Human Immunodeficiency Virus Type 1-Neutralizing Antibodies Raised to a Glycoprotein 41 Peptide Expressed on the Surface of a Plant Virus

Abstract

An oligonucleotide encoding the amino acids 731–752 of the gp41 envelope protein of the human immunodeficiency virus type 1 strain IIIB, which is known to induce cross-reactive neutralizing antibodies in humans, was inserted into a full-length clone of the RNA encoding the coat proteins of cowpea mosaic virus (RNA 2 of CPMV). When transfected together with RNA 1 of CPMV, transcribed RNA 2 was able to replicate in plants and form infectious virions (CPMV-HIV). Purified virions were injected subcutaneously with alum adjuvant into adult C57/BL6 mice to determine their ability to stimulate ELISA and neutralizing antibody specific for HIV-1. Antisera to CPMV-HIV obtained after only two injections gave a strong ELISA response (mean of 1:25,800) using the free gp41 peptide as antigen, showing that the gp41 peptide incorporated into the chimera was immunogenic. The same antisera gave 97% neutralization of HIV-1 IIIB at 1:100 dilution, with a highly uniform response in all (six of six) animals tested. A third injection barely increased the neutralization titer. Normal mouse serum had no neutralizing activity. Antisera also strongly neutralized the HIV-1 strains RF and SF2. ELISA and neutralizing activity to HIV-1 IIIB declined after the second injection and were undetectable after 7 weeks, but were restimulated to the same level after the third injection.

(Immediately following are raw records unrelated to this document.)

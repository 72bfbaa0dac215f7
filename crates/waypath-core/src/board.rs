//! Caller-side editing state: endpoints plus a wall set.
//!
//! A [`Board`] keeps the invariant that neither endpoint is ever a wall,
//! whatever sequence of presses, drags, endpoint moves or wall replacements
//! is applied.

use thiserror::Error;

use crate::geom::{Cell, GridSize};
use crate::line::rasterize;
use crate::walls::{WallMap, WallSet};

/// What a press-and-drag gesture does to the cells it passes over.
#[derive(Copy, Clone, Debug, PartialEq, Eq)]
#[cfg_attr(feature = "serde", derive(serde::Serialize, serde::Deserialize))]
pub enum Stroke {
    /// Add walls.
    Paint,
    /// Remove walls.
    Erase,
    /// The press landed on the start cell; drags move it.
    MoveStart,
    /// The press landed on the target cell; drags move it.
    MoveTarget,
}

/// Errors from building a [`Board`].
#[derive(Debug, Clone, PartialEq, Eq, Error)]
pub enum BoardError {
    #[error("grid size {0} has no cells")]
    EmptyGrid(GridSize),
    #[error("cell {cell} is outside the {size} grid")]
    OutOfBounds { cell: Cell, size: GridSize },
    #[error("start and target are both {0}")]
    SameEndpoints(Cell),
}

/// Endpoints and walls for one grid.
#[derive(Clone, Debug, PartialEq, Eq)]
pub struct Board {
    start: Cell,
    target: Cell,
    walls: WallSet,
}

impl Board {
    /// Create an empty board. Endpoints must be distinct and in bounds.
    pub fn new(size: GridSize, start: Cell, target: Cell) -> Result<Self, BoardError> {
        if !size.is_valid() {
            return Err(BoardError::EmptyGrid(size));
        }
        for cell in [start, target] {
            if !size.contains(cell) {
                return Err(BoardError::OutOfBounds { cell, size });
            }
        }
        if start == target {
            return Err(BoardError::SameEndpoints(start));
        }
        Ok(Self {
            start,
            target,
            walls: WallSet::new(size),
        })
    }

    #[inline]
    pub fn size(&self) -> GridSize {
        self.walls.size()
    }

    #[inline]
    pub fn start(&self) -> Cell {
        self.start
    }

    #[inline]
    pub fn target(&self) -> Cell {
        self.target
    }

    #[inline]
    pub fn walls(&self) -> &WallSet {
        &self.walls
    }

    fn is_endpoint(&self, c: Cell) -> bool {
        c == self.start || c == self.target
    }

    /// Begin a gesture at `cell`.
    ///
    /// Pressing an endpoint selects it for moving. Otherwise the mode is
    /// decided by the pressed cell (a wall starts an erase stroke, anything
    /// else a paint stroke) and applied to that cell immediately.
    pub fn press(&mut self, cell: Cell) -> Stroke {
        if cell == self.start {
            return Stroke::MoveStart;
        }
        if cell == self.target {
            return Stroke::MoveTarget;
        }
        if self.walls.contains(cell) {
            self.walls.remove(cell);
            Stroke::Erase
        } else {
            self.walls.insert(cell);
            Stroke::Paint
        }
    }

    /// Continue a gesture from `from` to `to`.
    ///
    /// Paint and erase strokes apply to every cell on the rasterized segment
    /// so fast drags leave no gaps; endpoints are skipped. Move strokes
    /// relocate the selected endpoint to `to`. Returns the number of cells
    /// whose state changed.
    pub fn drag(&mut self, from: Cell, to: Cell, stroke: Stroke) -> usize {
        match stroke {
            Stroke::MoveStart => usize::from(self.move_start(to)),
            Stroke::MoveTarget => usize::from(self.move_target(to)),
            Stroke::Paint | Stroke::Erase => {
                let wall = stroke == Stroke::Paint;
                let mut changed = 0;
                for c in rasterize(from, to) {
                    if self.is_endpoint(c) {
                        continue;
                    }
                    if self.walls.set(c, wall) {
                        changed += 1;
                    }
                }
                changed
            }
        }
    }

    /// Move the start cell. Refused when `cell` is out of bounds or is the
    /// target. Any wall under the new start is cleared.
    pub fn move_start(&mut self, cell: Cell) -> bool {
        if !self.size().contains(cell) || cell == self.target || cell == self.start {
            return false;
        }
        self.start = cell;
        self.walls.remove(cell);
        true
    }

    /// Move the target cell. Same rules as [`move_start`](Self::move_start).
    pub fn move_target(&mut self, cell: Cell) -> bool {
        if !self.size().contains(cell) || cell == self.start || cell == self.target {
            return false;
        }
        self.target = cell;
        self.walls.remove(cell);
        true
    }

    /// Install a new wall set, such as a generated maze.
    ///
    /// The set is resized to this board's grid if it was built for another
    /// one; walls outside the board are dropped. Endpoints are cleared.
    pub fn replace_walls(&mut self, walls: WallSet) {
        if walls.size() == self.size() {
            self.walls = walls;
        } else {
            let mut resized = WallSet::new(self.size());
            for c in walls.iter() {
                resized.insert(c);
            }
            self.walls = resized;
        }
        self.walls.remove(self.start);
        self.walls.remove(self.target);
    }

    /// Remove every wall.
    pub fn clear_walls(&mut self) {
        self.walls.clear();
    }
}

impl WallMap for Board {
    #[inline]
    fn is_wall(&self, c: Cell) -> bool {
        self.walls.contains(c)
    }
}
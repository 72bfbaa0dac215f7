//! **waypath-core** — grid geometry shared by the *waypath* crates.
//!
//! This crate provides the cell coordinate and key codec, the caller-owned
//! wall set, the integer line rasterizer used to turn sparse pointer samples
//! into continuous strokes, and a [`Board`] that ties them together for
//! interactive wall editing.

pub mod board;
pub mod geom;
pub mod line;
pub mod walls;

pub use board::{Board, BoardError, Stroke};
pub use geom::{Cell, CellIter, CellKey, GridSize};
pub use line::rasterize;
pub use walls::{WallMap, WallSet};
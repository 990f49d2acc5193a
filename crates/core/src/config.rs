//! Configuration structures for the tariff dashboard.

use std::fs;
use std::path::{Path, PathBuf};

use serde::{Deserialize, Serialize};

use crate::error::{Error, Result};

/// Main configuration for the dashboard.
#[derive(Debug, Clone, Default, Serialize, Deserialize)]
#[serde(default)]
pub struct Config {
    /// Workbook location and layout.
    pub dataset: DatasetConfig,
    /// Time-series summary policy.
    pub summary: SummaryConfig,
}

impl Config {
    /// Load a configuration from a JSON file. Missing sections fall back to defaults.
    pub fn from_json_file(path: impl AsRef<Path>) -> Result<Self> {
        let path = path.as_ref();
        let text = fs::read_to_string(path)?;
        let config: Config = serde_json::from_str(&text)?;
        config.validate()?;
        Ok(config)
    }

    /// Check values that would make every summary meaningless.
    pub fn validate(&self) -> Result<()> {
        if self.summary.trailing_window == 0 {
            return Err(Error::config("summary.trailing_window must be at least 1"));
        }
        if !self.summary.effective_tariff_scale.is_finite()
            || self.summary.effective_tariff_scale <= 0.0
        {
            return Err(Error::config(
                "summary.effective_tariff_scale must be a positive number",
            ));
        }
        if self.dataset.code_width == 0 {
            return Err(Error::config("dataset.code_width must be at least 1"));
        }
        Ok(())
    }
}

/// Workbook location, sheet names and column contract.
#[derive(Debug, Clone, Serialize, Deserialize)]
#[serde(default)]
pub struct DatasetConfig {
    /// Path to the workbook (spreadsheet file or directory of CSV sheets).
    pub path: PathBuf,
    /// Sheet names.
    pub sheets: SheetNames,
    /// Origin-regime (LIGIE) columns.
    pub origin: OriginColumns,
    /// Destination-regime (HTS) columns.
    pub destination: DestinationColumns,
    /// Columns shared by both time series.
    pub series: SeriesColumns,
    /// Width classification codes are zero-padded to in the time series.
    pub code_width: usize,
}

impl Default for DatasetConfig {
    fn default() -> Self {
        Self {
            path: PathBuf::from("data/LIGIE_HTS_Dashboard.xlsx"),
            sheets: SheetNames::default(),
            origin: OriginColumns::default(),
            destination: DestinationColumns::default(),
            series: SeriesColumns::default(),
            code_width: 6,
        }
    }
}

/// Names of the four sheets in the workbook.
#[derive(Debug, Clone, Serialize, Deserialize)]
#[serde(default)]
pub struct SheetNames {
    pub origin: String,
    pub destination: String,
    pub participation: String,
    pub effective_tariff: String,
}

impl Default for SheetNames {
    fn default() -> Self {
        Self {
            origin: "LIGIE".to_string(),
            destination: "HTS".to_string(),
            participation: "Participación".to_string(),
            effective_tariff: "Aranceles efectivos".to_string(),
        }
    }
}

/// Hierarchy description columns shared by both regimes.
#[derive(Debug, Clone, Serialize, Deserialize)]
#[serde(default)]
pub struct HierarchyColumns {
    /// Chapter description (optional in the source).
    pub hs2_description: String,
    /// Heading description (optional in the source).
    pub hs4_description: String,
    /// Subheading description.
    pub hs6_description: String,
    /// Tariff line description.
    pub hs8_description: String,
}

impl Default for HierarchyColumns {
    fn default() -> Self {
        Self {
            hs2_description: "Descripción HS2".to_string(),
            hs4_description: "Descripción HS4".to_string(),
            hs6_description: "Descripción HS6".to_string(),
            hs8_description: "Descripción HS8".to_string(),
        }
    }
}

/// Origin-regime (LIGIE) column names.
#[derive(Debug, Clone, Serialize, Deserialize)]
#[serde(default)]
pub struct OriginColumns {
    pub hs6: String,
    pub hs8: String,
    pub hierarchy: HierarchyColumns,
    /// The single rate column.
    pub rate: String,
}

impl Default for OriginColumns {
    fn default() -> Self {
        Self {
            hs6: "HS6 México".to_string(),
            hs8: "HS8 México".to_string(),
            hierarchy: HierarchyColumns::default(),
            rate: "LIGIE".to_string(),
        }
    }
}

/// Destination-regime (HTS) column names, after canonical renaming.
#[derive(Debug, Clone, Serialize, Deserialize)]
#[serde(default)]
pub struct DestinationColumns {
    pub hs6: String,
    pub hs8: String,
    pub hierarchy: HierarchyColumns,
    /// General (MFN) rate.
    pub general: String,
    /// Trade-remedy rate (Section 301).
    pub trade_remedy: String,
    /// Sector-specific rate (Section 232). Displayed, never summed.
    pub sector: String,
    /// Reciprocal rate, canonical name.
    pub reciprocal: String,
    /// Raw source name of the reciprocal rate column.
    pub reciprocal_source: String,
    /// Special-program rate, canonical name.
    pub special_program: String,
    /// Raw source name of the special-program column (a blank header).
    pub special_program_source: String,
    /// Auxiliary column dropped when present.
    pub auxiliary: String,
    /// Placeholder rows below the header that carry no data.
    pub placeholder_rows: usize,
}

impl Default for DestinationColumns {
    fn default() -> Self {
        Self {
            hs6: "HS6".to_string(),
            hs8: "HS8 Estados Unidos".to_string(),
            hierarchy: HierarchyColumns::default(),
            general: "EU General".to_string(),
            trade_remedy: "EU 301".to_string(),
            sector: "EU 232".to_string(),
            reciprocal: "Recíproco".to_string(),
            reciprocal_source: "EU IEEPA".to_string(),
            special_program: "Fentanilo".to_string(),
            special_program_source: "Unnamed: 12".to_string(),
            auxiliary: "#".to_string(),
            placeholder_rows: 1,
        }
    }
}

/// Column names of the participation and effective-tariff sheets.
#[derive(Debug, Clone, Serialize, Deserialize)]
#[serde(default)]
pub struct SeriesColumns {
    pub code: String,
    pub date: String,
    /// Accepted in place of `date` when the canonical name is absent.
    pub date_alias: String,
    /// Total participation across all partners.
    pub total: String,
}

impl Default for SeriesColumns {
    fn default() -> Self {
        Self {
            code: "Subpartida".to_string(),
            date: "Date".to_string(),
            date_alias: "date".to_string(),
            total: "Total".to_string(),
        }
    }
}

/// A compared entity (trading partner).
#[derive(Debug, Clone, Serialize, Deserialize)]
pub struct EntityConfig {
    /// Display name.
    pub label: String,
    /// Short tag used in table headers.
    pub short: String,
    /// Column carrying the entity in both time series.
    pub column: String,
}

/// Time-series summary policy.
#[derive(Debug, Clone, Serialize, Deserialize)]
#[serde(default)]
pub struct SummaryConfig {
    /// Number of most recent records averaged.
    pub trailing_window: usize,
    /// Multiplier from the stored effective-tariff scale to percent.
    ///
    /// The source feed stores fractions (0.46), displayed as 46.0.
    pub effective_tariff_scale: f64,
    /// Domestic entity.
    pub domestic: EntityConfig,
    /// Competitor entity.
    pub competitor: EntityConfig,
}

impl Default for SummaryConfig {
    fn default() -> Self {
        Self {
            trailing_window: 12,
            effective_tariff_scale: 100.0,
            domestic: EntityConfig {
                label: "México".to_string(),
                short: "Mx".to_string(),
                column: "Mexico".to_string(),
            },
            competitor: EntityConfig {
                label: "China".to_string(),
                short: "Ch".to_string(),
                column: "China".to_string(),
            },
        }
    }
}

#[cfg(test)]
mod tests {
    use super::*;

    #[test]
    fn test_default_config() {
        let config = Config::default();
        assert_eq!(config.summary.trailing_window, 12);
        assert_eq!(config.summary.effective_tariff_scale, 100.0);
        assert_eq!(config.dataset.sheets.participation, "Participación");
        assert_eq!(config.dataset.destination.special_program_source, "Unnamed: 12");
        assert!(config.validate().is_ok());
    }

    #[test]
    fn test_partial_json_uses_defaults() {
        let config: Config =
            serde_json::from_str(r#"{ "summary": { "trailing_window": 6 } }"#).unwrap();
        assert_eq!(config.summary.trailing_window, 6);
        assert_eq!(config.summary.effective_tariff_scale, 100.0);
        assert_eq!(config.summary.domestic.column, "Mexico");
        assert_eq!(config.dataset.code_width, 6);
    }

    #[test]
    fn test_zero_window_rejected() {
        let mut config = Config::default();
        config.summary.trailing_window = 0;
        assert!(matches!(config.validate(), Err(Error::Config(_))));
    }

    #[test]
    fn test_missing_file() {
        let result = Config::from_json_file("/nonexistent/tariff-config.json");
        assert!(matches!(result, Err(Error::Io(_))));
    }
}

Neutralization was marginally more stable after the third injection. Antibody specific for CPMV epitopes was equally short lived. A bonus of this system was unexpected neutralizing activity specifically stimulated by unmodified CPMV virions, although this amounted to no more than 10% of the neutralizing activity stimulated by the CPMV-HIV chimera. Neutralizing activity induced by CPMV, but not by CPMV-HIV, could be removed by adsorption with purified CPMV, demonstrating the specificity of the anti-HIV-1 antibody response.